Top of MATERIAL FOR THE TASK

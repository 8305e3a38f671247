// Copyright (C) 2025 SyncMyOrders Sp. z o.o.
// SPDX-License-Identifier: AGPL-3.0-or-later
//! Persisted per-AppContext event queue.
//!
//! The queue is stored as one document inside the AppContext. Callers must
//! serialize access through the per-Context lock held by the dispatcher;
//! every operation is a load-modify-save.

use chrono::{DateTime, Utc};
use serde::{Deserialize, Serialize};

use crate::appcontext::AppContext;
use crate::error::{Error, Result};
use crate::types::{EventStatus, RsyncEvent};

/// One queued event.
#[derive(Debug, Clone, PartialEq, Eq, Serialize, Deserialize)]
#[serde(rename_all = "camelCase")]
pub struct QueueElement {
    pub event: RsyncEvent,
    pub status: EventStatus,
    /// Other generation of the AppContext for `Update` / `UpdateModify`.
    #[serde(default, skip_serializing_if = "Option::is_none")]
    pub update_context_id: Option<String>,
    #[serde(default = "Utc::now")]
    pub enqueued_at: DateTime<Utc>,
    /// Time of the last status change.
    #[serde(default, skip_serializing_if = "Option::is_none")]
    pub finished_at: Option<DateTime<Utc>>,
}

impl QueueElement {
    /// A new pending element.
    pub fn pending(event: RsyncEvent, update_context_id: Option<String>) -> Self {
        Self {
            event,
            status: EventStatus::Pending,
            update_context_id,
            enqueued_at: Utc::now(),
            finished_at: None,
        }
    }
}

#[derive(Debug, Default, Serialize, Deserialize)]
struct StoredQueue {
    #[serde(rename = "AppContextQueue", default)]
    elements: Vec<QueueElement>,
}

/// View of the event queue of one AppContext.
pub struct EventQueue<'a> {
    ac: &'a AppContext,
}

impl<'a> EventQueue<'a> {
    pub fn new(ac: &'a AppContext) -> Self {
        Self { ac }
    }

    async fn load(&self) -> Result<StoredQueue> {
        Ok(self.ac.get_queue_value().await?.unwrap_or_default())
    }

    /// Every element, oldest first.
    pub async fn elements(&self) -> Result<Vec<QueueElement>> {
        Ok(self.load().await?.elements)
    }

    /// Append an element. Returns its index.
    pub async fn enqueue(&self, element: QueueElement) -> Result<usize> {
        let mut queue = self.load().await?;
        queue.elements.push(element);
        self.ac.put_queue_value(&queue).await?;
        Ok(queue.elements.len() - 1)
    }

    /// Oldest pending element, if any.
    pub async fn find_first_pending(&self) -> Result<Option<(usize, QueueElement)>> {
        let queue = self.load().await?;
        Ok(queue
            .elements
            .into_iter()
            .enumerate()
            .find(|(_, e)| e.status == EventStatus::Pending))
    }

    /// True when at least one element is pending.
    pub async fn has_pending(&self) -> Result<bool> {
        Ok(self.find_first_pending().await?.is_some())
    }

    /// Transition the element at `index`.
    pub async fn update_status(&self, index: usize, status: EventStatus) -> Result<()> {
        let mut queue = self.load().await?;
        let element = queue.elements.get_mut(index).ok_or_else(|| {
            Error::NotFound(format!(
                "queue element {} of AppContext {}",
                index,
                self.ac.id()
            ))
        })?;
        element.status = status;
        element.finished_at = Some(Utc::now());
        self.ac.put_queue_value(&queue).await
    }

    /// Mark every pending element with `status`. Returns how many changed.
    pub async fn mark_all_pending(&self, status: EventStatus) -> Result<usize> {
        let mut queue = self.load().await?;
        let mut changed = 0;
        for element in queue
            .elements
            .iter_mut()
            .filter(|e| e.status == EventStatus::Pending)
        {
            element.status = status;
            element.finished_at = Some(Utc::now());
            changed += 1;
        }
        if changed > 0 {
            self.ac.put_queue_value(&queue).await?;
        }
        Ok(changed)
    }
}
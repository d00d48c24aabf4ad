//! Integration tests for grammar compilation
//!
//! Every grammar error must surface from `Parser::new`, never while parsing.

use pegstream::prelude::*;
use pegstream::SourcePosition;

fn compile_error(grammar: Grammar) -> GrammarError {
    Parser::new(grammar).expect_err("grammar should be rejected")
}

fn return_a() -> Vec<pegstream::grammar::RuleNode> {
    vec![rule(vec![seq(vec![lit("a")])], back(0))]
}

#[test]
fn test_duplicate_ruleset() {
    let err = compile_error(
        GrammarBuilder::new()
            .ruleset("return", vec![rule(vec![seq(vec![rule_ref("x")])], back(0))])
            .ruleset("x", return_a())
            .ruleset("x", return_a())
            .build(),
    );
    assert!(matches!(&err, GrammarError::DuplicateRuleset { name, .. } if name == "x"));
    assert_eq!(err.code(), 101);
}

#[test]
fn test_two_return_rulesets() {
    let err = compile_error(
        GrammarBuilder::new()
            .ruleset("return", return_a())
            .ruleset("return", return_a())
            .build(),
    );
    assert_eq!(err, GrammarError::MultipleReturn { pos: None });
}

#[test]
fn test_missing_return() {
    let err = compile_error(GrammarBuilder::new().ruleset("main", return_a()).build());
    assert_eq!(err, GrammarError::MissingReturn);
    assert_eq!(err.code(), 103);
}

#[test]
fn test_backref_out_of_range() {
    let err = compile_error(
        GrammarBuilder::new()
            .ruleset(
                "return",
                vec![rule(
                    vec![seq(vec![capture(vec![seq(vec![lit("a")])])])],
                    array(vec![back(1), back(2)]),
                )],
            )
            .build(),
    );
    assert!(matches!(
        err,
        GrammarError::BackRefOutOfRange { index: 2, arity: 1, .. }
    ));
}

#[test]
fn test_capture_count_mismatch_between_options() {
    // ({'a'} | 'b') has one capture in the first option and none in the second
    let err = compile_error(
        GrammarBuilder::new()
            .ruleset(
                "return",
                vec![rule(
                    vec![
                        seq(vec![capture(vec![seq(vec![lit("a")])])]),
                        seq(vec![lit("b")]),
                    ],
                    back(0),
                )],
            )
            .build(),
    );
    assert_eq!(err.code(), 107);
}

#[test]
fn test_unresolved_constant() {
    let err = compile_error(
        GrammarBuilder::new()
            .ruleset("return", vec![rule(vec![seq(vec![lit("a")])], var("missing"))])
            .build(),
    );
    assert!(matches!(err, GrammarError::UnresolvedVar { name, .. } if name == "missing"));
}

#[test]
fn test_duplicate_constant() {
    let err = compile_error(
        GrammarBuilder::new()
            .var("x", int(1))
            .var("x", int(2))
            .ruleset("return", return_a())
            .build(),
    );
    assert_eq!(err.code(), 112);
}

#[test]
fn test_unknown_callback() {
    let err = compile_error(
        GrammarBuilder::new()
            .ruleset("return", vec![rule(vec![seq(vec![lit("a")])], call("upper", vec![back(0)]))])
            .build(),
    );
    assert!(matches!(err, GrammarError::UnknownCallback { name, .. } if name == "upper"));

    // Known once configured
    let grammar = GrammarBuilder::new()
        .ruleset("return", vec![rule(vec![seq(vec![lit("a")])], call("upper", vec![back(0)]))])
        .build();
    let config = ParserConfig::new().with_callback("upper", |args: &[Value]| -> Result<Value, String> {
        Ok(Value::from(args[0].as_str().unwrap_or_default().to_uppercase()))
    });
    let parser = Parser::with_config(grammar, config).unwrap();
    assert_eq!(parser.parse("a").unwrap(), Value::from("A"));
}

#[test]
fn test_inverted_class_range() {
    let err = compile_error(
        GrammarBuilder::new()
            .ruleset("return", vec![rule(vec![seq(vec![class("[z-a]")])], back(0))])
            .build(),
    );
    assert!(matches!(err, GrammarError::InvalidClass { from: 'z', to: 'a', .. }));
}

#[test]
fn test_error_carries_position() {
    let pos = SourcePosition::new(42, 3, 7);
    let err = compile_error(
        GrammarBuilder::new()
            .ruleset("return", vec![rule(vec![seq(vec![rule_ref("nowhere").at(pos)])], back(0))])
            .build(),
    );
    assert!(matches!(err, GrammarError::UnresolvedRule { pos: Some(p), .. } if p == pos));
    assert!(err.to_string().ends_with("at line 3, column 7"));
}

#[test]
fn test_json_round_trip_compiles() {
    let grammar = GrammarBuilder::new()
        .ruleset(
            "return",
            vec![rule(
                vec![seq(vec![capture_ref("word"), lit(",").opt()])],
                object(vec![pair("word", back(1)), pair("at", position())]),
            )],
        )
        .ruleset("word", vec![rule_text(vec![seq(vec![class("[a-z]").plus()])])])
        .build();

    let json = grammar.to_json().unwrap();
    let restored = Grammar::from_json(&json).unwrap();
    assert_eq!(restored, grammar);

    let parser = Parser::new(restored).unwrap();
    let value = parser.parse("hey,").unwrap();
    assert_eq!(value.get("word"), Some(&Value::from("hey")));
    assert_eq!(value.get("at"), Some(&Value::Int(0)));
}

#[test]
fn test_json_without_annotations() {
    let json = r#"{
        "rulesets": [{
            "name": "return",
            "rules": [{
                "patterns": [{
                    "tokens": [{ "descriptor": { "type": "string", "value": "ok" } }]
                }]
            }]
        }]
    }"#;
    let grammar = Grammar::from_json(json).unwrap();
    let parser = Parser::new(grammar).unwrap();
    assert_eq!(parser.parse("ok").unwrap(), Value::from("ok"));
    assert_eq!(parser.grammar().rulesets[0].id, 1);
}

Bottom of MATERIAL FOR THE TASK

DESCRIPTION OF THE TASK
Set down, exactly as they appear, the lines above from the first one to the line that holds "is a load-modify-save.", both included, please, and no others.

SOLVED PROBLEM
repository 8305e3a38f671247
// Copyright (C) 2025 SyncMyOrders Sp. z o.o.
// SPDX-License-Identifier: AGPL-3.0-or-later
//! Persisted per-AppContext event queue.
//!
//! The queue is stored as one document inside the AppContext. Callers must
//! serialize access through the per-Context lock held by the dispatcher;
//! every operation is a load-modify-save.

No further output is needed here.